The problem with the Big Brother theory, in my book, is that it assumes a level of competence the federal bureaucracy has never displayed.

Oh sure, in certain critical cases the feds can bring impressive resources to bear on an investigation. One is tempted to cite the Oklahoma bombing and Unabomber examples, except it took monumental stupidity of one suspect in the former and a tip from a family member in the latter to break both of them.

In day-to-day operations, though, the federal bureaucracy I hear about can hardly keep from tripping over its own feet, much less maintain and hide a massive conspiracy.

Consider, if you will, the story of one Al C. Griffin.

It wasn't enough that the Social Security Administration cut off his wife's disability, claiming she was fit to work, about four months before she died of leukemia.

It wasn't enough that when Social Security finally reinstated her eligibility a couple weeks before her death in July they sent her checks to the wrong bank.

It wasn't enough that the bank made mistakes resulting in the freezing of his account and retirement check for weeks.

It wasn't even enough that the federal government declared him dead in September and cut off his retirement checks altogether.

What really ticks Griffin off is that -- despite having mailed 21 death certificates to various agencies -- he's still receiving letters from Social Security warning his wife that she'd better turn up at her disability hearing this Friday or her benefits could be cut off.

"I tell you," says Griffin, "this is the craziest thing I have ever seen in my life."

The retired Navy aircraft mechanic looks older than his 57 years, but dressed in jeans and white T-shirt with rolled up sleeves, he still looks like a Navy man.

Sitting in his battered trailer on Owens Avenue next to the MASH shelter, Griffin frequently shakes his head as he tells his story, his creased face lighting up in a perplexed, rueful grin.

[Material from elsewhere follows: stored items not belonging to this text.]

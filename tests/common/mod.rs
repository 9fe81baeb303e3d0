#![allow(dead_code)]

use std::collections::HashMap;

use danci_session::compose::VocabularyEntry;
use danci_session::session::{Card, SessionPhase, SessionScheduler};

const ANIMALS: [(&str, &str, &str); 3] = [
    ("Hund", "dog", "chien"),
    ("Katze", "cat", "chat"),
    ("Maus", "mouse", "souris"),
];

pub fn animals_deck() -> Vec<Card> {
    ANIMALS
        .iter()
        .enumerate()
        .map(|(i, (term, en, fr))| {
            Card::new(format!("card-{i}"), *term, "animals")
                .with_translation("en", *en)
                .with_translation("fr", *fr)
        })
        .collect()
}

pub fn animals_vocabulary() -> Vec<VocabularyEntry> {
    ANIMALS
        .iter()
        .map(|(term, en, fr)| VocabularyEntry {
            term: term.to_string(),
            translations: HashMap::from([
                ("en".to_string(), en.to_string()),
                ("fr".to_string(), fr.to_string()),
            ]),
            category: "animals".to_string(),
        })
        .collect()
}

/// Answers every remaining card correctly.
pub fn play_until_complete(scheduler: &mut SessionScheduler) {
    let mut guard = 0;
    while scheduler.phase() == SessionPhase::Playing {
        scheduler.submit_answer(true);
        guard += 1;
        assert!(guard < 10_000, "session did not terminate");
    }
}
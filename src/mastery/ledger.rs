use std::collections::HashMap;
use std::sync::Arc;

use chrono::Utc;
use parking_lot::{Mutex, RwLock};
use serde::Deserialize;

use crate::mastery::stats::{MasteryStats, WordKey, WordStat, MASTERY_MAX};
use crate::storage::{MemoryStore, RemoteSnapshotSync, SnapshotStore, StorageResult};

/// Fixed key the ledger snapshot lives under in every store.
pub const STORAGE_KEY: &str = "word_mastery_stats";

/// What the session scheduler needs from the ledger. Recording must never fail from the
/// caller's point of view.
pub trait EncounterRecorder: Send + Sync {
    fn record_encounter(&self, term: &str, translation: &str, category: &str, success: bool);

    fn mark_as_skipped(&self, term: &str, translation: &str, category: &str);
}

struct RemoteBinding {
    user_id: String,
    sync: Arc<dyn RemoteSnapshotSync>,
}

/// Per-word proficiency that outlives any single session.
///
/// Every mutation updates memory first, then writes the whole snapshot to the backing store
/// (and the remote, when one is attached). Persistence failures are logged and dropped.
///
/// Snapshot writes are serialized through `persist_lock`, so the store only ever moves to a
/// newer snapshot.
pub struct MasteryLedger {
    stats: RwLock<HashMap<WordKey, WordStat>>,
    store: RwLock<Arc<dyn SnapshotStore>>,
    remote: RwLock<Option<RemoteBinding>>,
    persist_lock: Mutex<()>,
}

impl MasteryLedger {
    pub fn new(store: Arc<dyn SnapshotStore>) -> Self {
        let stats = load_snapshot(store.as_ref());
        tracing::debug!(words = stats.len(), "mastery ledger loaded");

        Self {
            stats: RwLock::new(stats),
            store: RwLock::new(store),
            remote: RwLock::new(None),
            persist_lock: Mutex::new(()),
        }
    }

    pub fn in_memory() -> Self {
        Self::new(Arc::new(MemoryStore::new()))
    }

    pub fn record_encounter(
        &self,
        term: &str,
        translation: &str,
        category: &str,
        success: bool,
    ) -> WordStat {
        let updated = {
            let mut stats = self.stats.write();
            let stat = stats
                .entry(WordKey::new(term, translation))
                .or_insert_with(|| WordStat::new(term, translation, category));
            stat.record(success, Utc::now());
            stat.clone()
        };

        tracing::debug!(
            term = %term,
            translation = %translation,
            success,
            mastery_level = updated.mastery_level,
            "encounter recorded"
        );
        self.persist();
        updated
    }

    pub fn mark_as_skipped(&self, term: &str, translation: &str, category: &str) {
        {
            let mut stats = self.stats.write();
            stats
                .entry(WordKey::new(term, translation))
                .or_insert_with(|| WordStat::new(term, translation, category))
                .skipped = true;
        }

        tracing::debug!(term = %term, translation = %translation, "word marked as skipped");
        self.persist();
    }

    pub fn get_stats(&self, term: &str, translation: &str) -> Option<WordStat> {
        self.stats
            .read()
            .get(&WordKey::new(term, translation))
            .cloned()
    }

    /// True when the word has any entry, skipped ones included.
    pub fn has_stats(&self, term: &str, translation: &str) -> bool {
        self.stats
            .read()
            .contains_key(&WordKey::new(term, translation))
    }

    /// Non-skipped words, ordered by key.
    pub fn get_all_stats(&self) -> Vec<WordStat> {
        let stats = self.stats.read();
        let mut active: Vec<(&WordKey, &WordStat)> =
            stats.iter().filter(|(_, stat)| !stat.skipped).collect();
        active.sort_by(|a, b| a.0.cmp(b.0));
        active.into_iter().map(|(_, stat)| stat.clone()).collect()
    }

    pub fn get_stats_by_category(&self, category: &str) -> Vec<WordStat> {
        self.get_all_stats()
            .into_iter()
            .filter(|stat| stat.category == category)
            .collect()
    }

    /// Lowest mastery first; ties broken by the higher error rate.
    pub fn get_words_needing_practice(&self, limit: usize) -> Vec<WordStat> {
        let mut words = self.get_all_stats();
        words.sort_by(|a, b| {
            a.mastery_level
                .cmp(&b.mastery_level)
                .then_with(|| b.error_rate().total_cmp(&a.error_rate()))
        });
        words.truncate(limit);
        words
    }

    /// Words at or above the mastered threshold, strongest first.
    pub fn get_mastered_words(&self, limit: usize) -> Vec<WordStat> {
        let mut words: Vec<WordStat> = self
            .get_all_stats()
            .into_iter()
            .filter(WordStat::is_mastered)
            .collect();
        words.sort_by(|a, b| {
            b.mastery_level
                .cmp(&a.mastery_level)
                .then_with(|| a.error_rate().total_cmp(&b.error_rate()))
        });
        words.truncate(limit);
        words
    }

    pub fn get_mastery_stats(&self) -> MasteryStats {
        let stats = self.stats.read();
        MasteryStats::from_stats(stats.values().filter(|stat| !stat.skipped))
    }

    pub fn clear_all_stats(&self) {
        self.stats.write().clear();
        tracing::info!("mastery ledger cleared");
        self.persist();
    }

    pub fn len(&self) -> usize {
        self.stats.read().len()
    }

    pub fn is_empty(&self) -> bool {
        self.stats.read().is_empty()
    }

    /// Swaps the backing store and reloads state from it.
    pub fn replace_store(&self, store: Arc<dyn SnapshotStore>) {
        let _persisting = self.persist_lock.lock();
        let loaded = load_snapshot(store.as_ref());
        tracing::info!(words = loaded.len(), "mastery ledger store replaced");
        *self.stats.write() = loaded;
        *self.store.write() = store;
    }

    pub fn attach_remote(&self, user_id: impl Into<String>, sync: Arc<dyn RemoteSnapshotSync>) {
        let user_id = user_id.into();
        tracing::info!(user_id = %user_id, "remote mastery sync attached");
        *self.remote.write() = Some(RemoteBinding { user_id, sync });
    }

    pub fn detach_remote(&self) {
        *self.remote.write() = None;
    }

    /// Overwrites local state with the attached user's remote snapshot, if there is one.
    ///
    /// Returns whether a remote snapshot was adopted.
    pub fn adopt_remote_snapshot(&self) -> StorageResult<bool> {
        let pulled = {
            let remote = self.remote.read();
            match remote.as_ref() {
                Some(binding) => binding.sync.pull(&binding.user_id)?,
                None => return Ok(false),
            }
        };

        let Some(raw) = pulled else {
            return Ok(false);
        };

        let adopted = parse_snapshot(&raw)?;
        tracing::info!(words = adopted.len(), "remote mastery snapshot adopted");
        let _persisting = self.persist_lock.lock();
        *self.stats.write() = adopted;

        let snapshot = self.serialize_snapshot()?;
        let store = self.store.read().clone();
        if let Err(err) = store.set(STORAGE_KEY, &snapshot) {
            tracing::warn!(error = %err, "failed to persist adopted mastery snapshot");
        }
        Ok(true)
    }

    fn persist(&self) {
        let _persisting = self.persist_lock.lock();
        let snapshot = match self.serialize_snapshot() {
            Ok(snapshot) => snapshot,
            Err(err) => {
                tracing::warn!(error = %err, "failed to serialize mastery snapshot");
                return;
            }
        };

        let store = self.store.read().clone();
        if let Err(err) = store.set(STORAGE_KEY, &snapshot) {
            tracing::warn!(error = %err, "failed to persist mastery snapshot");
        }

        let remote = self.remote.read();
        if let Some(binding) = remote.as_ref() {
            if let Err(err) = binding.sync.push(&binding.user_id, &snapshot) {
                tracing::warn!(
                    user_id = %binding.user_id,
                    error = %err,
                    "failed to push mastery snapshot"
                );
            }
        }
    }

    /// Stats as a JSON array ordered by key.
    fn serialize_snapshot(&self) -> Result<String, serde_json::Error> {
        let stats = self.stats.read();
        let mut entries: Vec<(&WordKey, &WordStat)> = stats.iter().collect();
        entries.sort_by(|a, b| a.0.cmp(b.0));
        let ordered: Vec<&WordStat> = entries.into_iter().map(|(_, stat)| stat).collect();
        serde_json::to_string(&ordered)
    }
}

impl EncounterRecorder for MasteryLedger {
    fn record_encounter(&self, term: &str, translation: &str, category: &str, success: bool) {
        MasteryLedger::record_encounter(self, term, translation, category, success);
    }

    fn mark_as_skipped(&self, term: &str, translation: &str, category: &str) {
        MasteryLedger::mark_as_skipped(self, term, translation, category);
    }
}

fn load_snapshot(store: &dyn SnapshotStore) -> HashMap<WordKey, WordStat> {
    match store.get(STORAGE_KEY) {
        Ok(Some(raw)) => parse_snapshot(&raw).unwrap_or_else(|err| {
            tracing::warn!(error = %err, "discarding unreadable mastery snapshot");
            HashMap::new()
        }),
        Ok(None) => HashMap::new(),
        Err(err) => {
            tracing::warn!(error = %err, "failed to load mastery snapshot");
            HashMap::new()
        }
    }
}

/// Older snapshots were objects keyed by `term::translation`; their keys are ignored.
#[derive(Deserialize)]
#[serde(untagged)]
enum StoredSnapshot {
    List(Vec<WordStat>),
    Keyed(HashMap<String, WordStat>),
}

fn parse_snapshot(raw: &str) -> Result<HashMap<WordKey, WordStat>, serde_json::Error> {
    let entries: Vec<WordStat> = match serde_json::from_str(raw)? {
        StoredSnapshot::List(entries) => entries,
        StoredSnapshot::Keyed(entries) => entries.into_values().collect(),
    };

    let mut stats = HashMap::with_capacity(entries.len());
    for mut stat in entries {
        stat.mastery_level = stat.mastery_level.min(MASTERY_MAX);
        let key = stat.key();
        if let Some(dropped) = stats.insert(key, stat) {
            tracing::warn!(
                term = %dropped.term,
                translation = %dropped.translation,
                "duplicate word in mastery snapshot, keeping the later entry"
            );
        }
    }
    Ok(stats)
}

Especially when it comes to the part where he turns up dead.

"I thought it was a joke to begin with, until somebody stopped my Navy retirement checks."

When he called the Navy office in Cleveland to investigate, he was told his record had been purged because he was deceased.

"I says, 'Well, how do I get back alive?'" he recalls with a chuckle.

He was told he could go to any federal installation to prove he was still breathing.

If only it had been that simple.

Griffin went out to Nellis Air Force Base and the folks out there thought it was "real funny."

"The woman who was handling my case just about croaked up. She said, 'Well, you're there ain't you.'"

Eventually a puzzled supervisor filled out some form, but when Griffin faxed it to Cleveland, they said an Air Force form was no good.

"So I beat my head against the wall," Griffin says.

"Then I went out to the Social Security on Sahara and they got very mad because I got very mad. I told the guard out there he was sick and that whole outfit out there was sick and I didn't want nothing to do with them."

Finally, the Marines came to the rescue. Griffin got ahold of a Marine Corps officer in Colorado who told him what to do.

He then called the Navy Reserve office in San Diego and they got together on a three-way conference call to verify Griffin's vital signs.

"It cost me $82 to get back alive," he says holding up the phone bill.

Now if he can only convince Social Security his wife is dead.

Griffin's wife got a letter just two weeks ago notifying her of her April 12 disability hearing.

"That's kind of hard to do," he deadpans.

Griffin's written twice and sent a death certificate to the Carson City office, but the letters just keep on coming. He figures he's gotten close to a dozen, plus a big package since his wife died.

"OK, 11 letters times 35 cents, it ain't a great lot," he says, losing his smile. "But how many other people have died and they're sending them all this stuff."

Then the government goes and announces how they're going to save all this money by cutting bogus disability cases.

Griffin laughs one more time.

"If they keep doing this, they aren't going to save nothing."